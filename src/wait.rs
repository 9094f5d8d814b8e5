//! A shared blocking wait-queue, used by every synchronization primitive
//! that parks threads (mutex, semaphore, condvar, queues) (component L2/L4
//! shared plumbing).
//!
//! Grounded on the teacher's `wait.rs` (`WaitQueue`, `QueueOrder`,
//! `complete_wait`, `interrupt_task`), collapsed from its
//! `Wait<Traits>`-on-the-stack-plus-intrusive-list design (needed there
//! because one task can simultaneously hold wait objects for several
//! object *kinds*, e.g. event groups with bit masks attached) down to a
//! direct list of `&'static Tcb`, since here a thread is blocked on
//! exactly one wait queue at a time and carries no per-wait payload beyond
//! its own [`crate::task::ThreadState`].
use crate::klock::CpuLockGuard;
use crate::list::List;
use crate::sched::Priority;
use crate::task::{self, ThreadState, Tcb, WaitRole};
use crate::tick::Tick;

/// How waiters are ordered when more than one is queued.
#[derive(Debug, Clone, Copy, PartialEq, Eq)]
pub enum QueueOrder {
    Fifo,
    /// Highest effective priority first; FIFO among equal priorities.
    Priority,
}

pub struct WaitQueue {
    waiters: List<Tcb, WaitRole>,
    order: QueueOrder,
}

impl WaitQueue {
    pub const fn new(order: QueueOrder) -> Self {
        Self { waiters: List::new(), order }
    }

    pub fn is_empty(&self) -> bool {
        self.waiters.is_empty()
    }

    pub fn first_waiter(&self) -> Option<&'static Tcb> {
        self.waiters.front()
    }

    fn insertion_priority_compare(a: &Tcb, b: &Tcb) -> bool {
        a.effective_priority() > b.effective_priority()
    }

    /// Block the current thread on this wait queue. Consumes the kernel
    /// lock like every other dispatch-triggering operation; returns once
    /// woken, with `Ok(())` for a normal wake-up or `Err` for timeout/
    /// signal interruption (spec §4.4-§4.8's common blocking contract).
    pub fn block(
        &'static self,
        lock: CpuLockGuard,
        tcb: &'static Tcb,
        state: ThreadState,
        timeout: Option<Tick>,
    ) -> Result<(), crate::error::ResultCode> {
        self.block_with(lock, tcb, state, timeout, |_| {})
    }

    /// Like [`WaitQueue::block`], but calls `after_enqueue` with the lock
    /// still held once `tcb` has actually been inserted into the queue,
    /// before blocking. Used by [`crate::mutex`]'s priority-inheritance
    /// protocol to re-evaluate the owner's boost immediately — reflecting
    /// this new waiter — rather than only once the wait ends (spec §4.4:
    /// the boost applies for as long as a higher-priority waiter is
    /// queued, not just at unlock time).
    pub fn block_with(
        &'static self,
        mut lock: CpuLockGuard,
        tcb: &'static Tcb,
        state: ThreadState,
        timeout: Option<Tick>,
        after_enqueue: impl FnOnce(&mut CpuLockGuard),
    ) -> Result<(), crate::error::ResultCode> {
        match self.order {
            QueueOrder::Fifo => self.waiters.push_back(tcb),
            QueueOrder::Priority => {
                self.waiters.insert_sorted_by(tcb, Self::insertion_priority_compare)
            }
        }
        task::set_current_wait_queue(tcb, Some(self));
        after_enqueue(&mut lock);
        task::block_current(lock, tcb, state, timeout)
    }

    /// Wake the highest-priority (or longest-waiting, for FIFO) blocked
    /// thread, if any. Does not itself dispatch; batch several wake-ups
    /// under one lock and let the caller dispatch once.
    pub fn wake_one(&self, lock: &mut CpuLockGuard) -> Option<&'static Tcb> {
        let tcb = self.waiters.pop_front()?;
        task::set_current_wait_queue(tcb, None);
        task::wake_ok(lock, tcb);
        Some(tcb)
    }

    /// Wake every currently blocked thread, e.g. for a condition variable
    /// broadcast or a mutex being abandoned.
    pub fn wake_all(&self, lock: &mut CpuLockGuard) {
        while self.wake_one(lock).is_some() {}
    }

    /// Remove `tcb` from this queue without waking it (used when a
    /// caller, e.g. semaphore bulk-release, decides a specific waiter
    /// should not be the one woken).
    pub fn remove(&self, tcb: &'static Tcb) {
        self.waiters.remove(tcb);
        task::set_current_wait_queue(tcb, None);
    }

    /// Re-sort `tcb` within this queue after its effective priority
    /// changed while blocked here (spec §4.4 priority inheritance must
    /// reorder wait queues the same way it reorders ready queues).
    fn reorder(&self, tcb: &'static Tcb) {
        if self.order == QueueOrder::Fifo {
            return;
        }
        self.waiters.remove(tcb);
        self.waiters.insert_sorted_by(tcb, Self::insertion_priority_compare);
    }
}

/// Re-sort `tcb` in whichever wait queue it is currently blocked on, if
/// any. Called by [`crate::task::set_priority`] and by priority-
/// inheritance recomputation after an effective priority change.
pub(crate) fn reorder_current_wait(tcb: &'static Tcb) {
    if let Some(wq) = task::current_wait_queue(tcb) {
        wq.reorder(tcb);
    }
}

/// Highest effective priority among a queue's waiters, used by mutexes
/// implementing priority inheritance to know what to boost the owner to.
pub fn highest_waiter_priority(wq: &WaitQueue) -> Option<Priority> {
    wq.waiters.iter().map(|t| t.effective_priority()).max()
}

#[cfg(test)]
mod tests {
    use super::*;

    #[test]
    fn fifo_order_preserved_on_construction() {
        let wq = WaitQueue::new(QueueOrder::Fifo);
        assert!(wq.is_empty());
        assert_eq!(wq.order, QueueOrder::Fifo);
    }
}
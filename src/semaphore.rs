//! Counting semaphores (spec §4.5, component L5).
//!
//! Grounded almost directly on the teacher's `semaphore.rs`
//! (`poll_core`/`wait_one`/`signal`'s "wake a waiter or bank the permit"
//! loop), adapted from the generic `Traits`-parameterized free functions
//! operating on a `SemaphoreId` into inherent methods on a concrete
//! `SemaphoreCb` value.
use crate::error::{PollError, PostError, WaitError, WaitTimeoutError};
use crate::klock;
use crate::sched;
use crate::task::ThreadState;
use crate::tick::{self, Duration};
use crate::wait::{QueueOrder, WaitQueue};

pub struct SemaphoreCb {
    value: core::cell::Cell<u32>,
    max_value: u32,
    wait_queue: WaitQueue,
}

// Safety: `value` is only touched under the kernel lock. Needed for
// `static SEM: SemaphoreCb = SemaphoreCb::new(...)` declarations.
unsafe impl Sync for SemaphoreCb {}

impl SemaphoreCb {
    pub const fn new(initial_value: u32, max_value: u32) -> Self {
        Self {
            value: core::cell::Cell::new(initial_value),
            max_value,
            wait_queue: WaitQueue::new(QueueOrder::Priority),
        }
    }

    pub fn value(&self) -> u32 {
        let _lock = klock::lock_cpu();
        self.value.get()
    }

    fn poll_core(&self) -> bool {
        let v = self.value.get();
        if v > 0 {
            self.value.set(v - 1);
            true
        } else {
            false
        }
    }

    /// Decrement the semaphore without blocking, or fail with `Busy`.
    pub fn try_wait(&'static self) -> Result<(), PollError> {
        let _lock = klock::lock_cpu();
        if self.poll_core() {
            Ok(())
        } else {
            Err(PollError::Busy)
        }
    }

    /// Decrement the semaphore, blocking indefinitely if its value is 0.
    pub fn wait(&'static self) -> Result<(), WaitError> {
        self.wait_timeout(tick::INFINITE).map_err(crate::error::expect_not_timed_out)
    }

    /// Decrement the semaphore, blocking for at most `timeout` ticks.
    pub fn wait_timeout(&'static self, timeout: Duration) -> Result<(), WaitTimeoutError> {
        let lock = klock::lock_cpu();
        if self.poll_core() {
            return Ok(());
        }
        let current = sched::current_or_fatal(&lock);
        let deadline = (timeout != tick::INFINITE).then(|| tick::now().wrapping_add(timeout as u64));
        self.wait_queue
            .block(lock, current, ThreadState::BlockedOnSemaphore, deadline)
            .map_err(|e| match e {
                crate::error::ResultCode::TimedOut => WaitTimeoutError::TimedOut,
                crate::error::ResultCode::Interrupted => WaitTimeoutError::Interrupted,
                _ => crate::error::fatal("unexpected semaphore wait result"),
            })
    }

    /// Increment the semaphore's value by `count`, waking blocked waiters
    /// one at a time as long as permits remain, and banking the rest.
    /// Fails with `WouldOverflow` if the increment would exceed the
    /// configured maximum, leaving the semaphore unmodified.
    pub fn post(&'static self, count: u32) -> Result<(), PostError> {
        let mut lock = klock::lock_cpu();
        let value = self.value.get();
        if self.max_value - value < count {
            return Err(PostError::WouldOverflow);
        }

        let mut remaining = count;
        let mut woke_any = false;
        while remaining > 0 {
            if self.wait_queue.wake_one(&mut lock).is_some() {
                remaining -= 1;
                woke_any = true;
            } else {
                self.value.set(value + remaining);
                break;
            }
        }

        if woke_any {
            sched::dispatch(lock);
        }
        Ok(())
    }
}

#[cfg(test)]
mod tests {
    use super::*;

    #[test]
    fn try_wait_on_empty_semaphore_is_busy() {
        static SEM: SemaphoreCb = SemaphoreCb::new(0, 1);
        crate::testport::reset();
        crate::boot::test_init(&[]);
        assert_eq!(SEM.try_wait(), Err(PollError::Busy));
    }
}
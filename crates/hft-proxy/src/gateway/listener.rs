//! Per-rule accept loop.
//!
//! The coordinator binds the listening socket, registers the rule and then
//! spawns one [`ListenerTask`] per rule. The task accepts clients until its
//! scope is cancelled or accepting fails for good, handing every client to
//! its own [`ForwardingSession`] task so the loop never waits on a session.

use super::forwarder::ForwardingSession;
use super::policy::AdmissionControl;
use crate::registry::{ConnectionRegistry, ProxyEvent, RuleHandle};
use crate::reporter::ErrorReporter;
use crate::settings::RelayTuning;
use std::io;
use std::sync::Arc;
use std::time::Duration;
use tokio::net::TcpListener;
use tracing::{debug, info, warn};

/// Why a listener stopped.
#[derive(Debug, Clone, Copy, PartialEq, Eq)]
pub enum ListenerExit {
    /// The rule's scope (or an ancestor) was cancelled by `stop_rule`,
    /// `stop_proxy` or a refresh. The registry entry is the caller's to
    /// remove.
    Cancelled,
    /// Accepting failed with a non-transient error; the rule was torn down.
    ///
    /// The listener itself cancelled the rule's scope, removed its registry
    /// entry and published [`ProxyEvent::RuleStopped`].
    Failed,
}

/// Accept loop for one rule.
///
/// Clients over the rule's session limit are closed right after accept and
/// reported. Running out of file descriptors pauses accepting briefly
/// instead of failing the rule.
pub struct ListenerTask {
    listener: TcpListener,
    handle: RuleHandle,
    registry: Arc<ConnectionRegistry>,
    reporter: Arc<ErrorReporter>,
    tuning: RelayTuning,
    admission: AdmissionControl,
}

impl ListenerTask {
    /// # Arguments
    ///
    /// * `listener` - Socket already bound to the rule's listening port.
    /// * `handle` - The rule's registry entry; its scope is this listener's
    ///   scope and the parent of every session it spawns.
    /// * `registry` - Where sessions register themselves, and where a failed
    ///   listener removes its rule.
    /// * `reporter` - Receives refused clients and accept errors.
    /// * `tuning` - Buffer size, connect timeout and per-rule session limit
    ///   for every session this listener spawns.
    pub fn new(
        listener: TcpListener,
        handle: RuleHandle,
        registry: Arc<ConnectionRegistry>,
        reporter: Arc<ErrorReporter>,
        tuning: RelayTuning,
    ) -> Self {
        Self {
            listener,
            handle,
            registry,
            reporter,
            admission: AdmissionControl::new(tuning.max_sessions_per_rule),
            tuning,
        }
    }

    /// Accept clients until cancelled or a fatal accept error.
    ///
    /// On a fatal error the rule's scope is cancelled (stopping its
    /// sessions) and the rule is removed from the registry, leaving every
    /// other rule untouched.
    ///
    /// Never returns an error: accept failures are reported through the
    /// [`ErrorReporter`] and reflected in the returned [`ListenerExit`].
    pub async fn run(self) -> ListenerExit {
        let port = self.handle.rule.listening_port;
        let scope = self.handle.scope.clone();

        let exit = loop {
            let accepted = tokio::select! {
                biased;
                _ = scope.cancelled() => break ListenerExit::Cancelled,
                result = self.listener.accept() => result,
            };

            match accepted {
                Ok((stream, peer)) => {
                    if let Err(e) = stream.set_nodelay(true) {
                        warn!(port, peer = %peer, error = %e, "could not disable nagle on client socket");
                    }

                    let admission = match self.admission.admit() {
                        Ok(admission) => admission,
                        Err(reason) => {
                            self.reporter
                                .report("ListenerTask::admit", format!(":{port} refused {peer}: {reason}"));
                            continue;
                        }
                    };

                    debug!(port, peer = %peer, "client accepted");
                    let session = ForwardingSession::new(
                        stream,
                        peer,
                        self.handle.rule.clone(),
                        scope.child_token(),
                        self.registry.clone(),
                        self.reporter.clone(),
                        self.tuning,
                        admission,
                    );
                    tokio::spawn(session.run());
                }
                Err(e) if is_fd_exhaustion(&e) => {
                    self.reporter
                        .report("ListenerTask::accept", format!(":{port}: {e}"));
                    tokio::select! {
                        biased;
                        _ = scope.cancelled() => break ListenerExit::Cancelled,
                        _ = tokio::time::sleep(ACCEPT_BACKOFF) => {}
                    }
                }
                Err(e) if is_transient(&e) => {
                    warn!(port, error = %e, "transient accept error");
                }
                Err(e) => {
                    self.reporter
                        .report("ListenerTask::accept", format!(":{port}: {e}"));
                    break ListenerExit::Failed;
                }
            }
        };

        if exit == ListenerExit::Failed {
            scope.cancel();
            if let Some(removed) = self.registry.remove_rule_if(port, self.handle.id) {
                self.registry.publish(ProxyEvent::RuleStopped(removed.rule));
            }
        }

        // Dropping the listener closes the socket.
        drop(self.listener);
        info!(port, exit = ?exit, "listener stopped");
        exit
    }
}

/// Pause after an accept failed for lack of file descriptors, giving
/// sessions time to close theirs.
pub(crate) const ACCEPT_BACKOFF: Duration = Duration::from_millis(100);

/// `EMFILE` / `ENFILE`: the process or the system ran out of file
/// descriptors. The listening socket is fine and accepting again later
/// succeeds.
pub(crate) fn is_fd_exhaustion(e: &io::Error) -> bool {
    matches!(e.raw_os_error(), Some(EMFILE | ENFILE))
}

#[cfg(unix)]
const EMFILE: i32 = 24;
#[cfg(unix)]
const ENFILE: i32 = 23;
// WSAEMFILE; Windows has no system-wide equivalent.
#[cfg(not(unix))]
const EMFILE: i32 = 10024;
#[cfg(not(unix))]
const ENFILE: i32 = 10024;

/// Accept errors caused by a single client going away; the listening socket
/// itself is still fine.
fn is_transient(e: &io::Error) -> bool {
    matches!(
        e.kind(),
        io::ErrorKind::ConnectionAborted
            | io::ErrorKind::ConnectionReset
            | io::ErrorKind::Interrupted
            | io::ErrorKind::WouldBlock
    )
}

---+---

Retype every line up to and including the one that contains "is blocked on", beginning at the first line of the records, with no edits.

- _Response_
filename src/wait.rs
repository 9094f5d8d814b8e5
//! A shared blocking wait-queue, used by every synchronization primitive
//! that parks threads (mutex, semaphore, condvar, queues) (component L2/L4
//! shared plumbing).
//!
//! Grounded on the teacher's `wait.rs` (`WaitQueue`, `QueueOrder`,
//! `complete_wait`, `interrupt_task`), collapsed from its
//! `Wait<Traits>`-on-the-stack-plus-intrusive-list design (needed there
//! because one task can simultaneously hold wait objects for several
//! object *kinds*, e.g. event groups with bit masks attached) down to a
//! direct list of `&'static Tcb`, since here a thread is blocked on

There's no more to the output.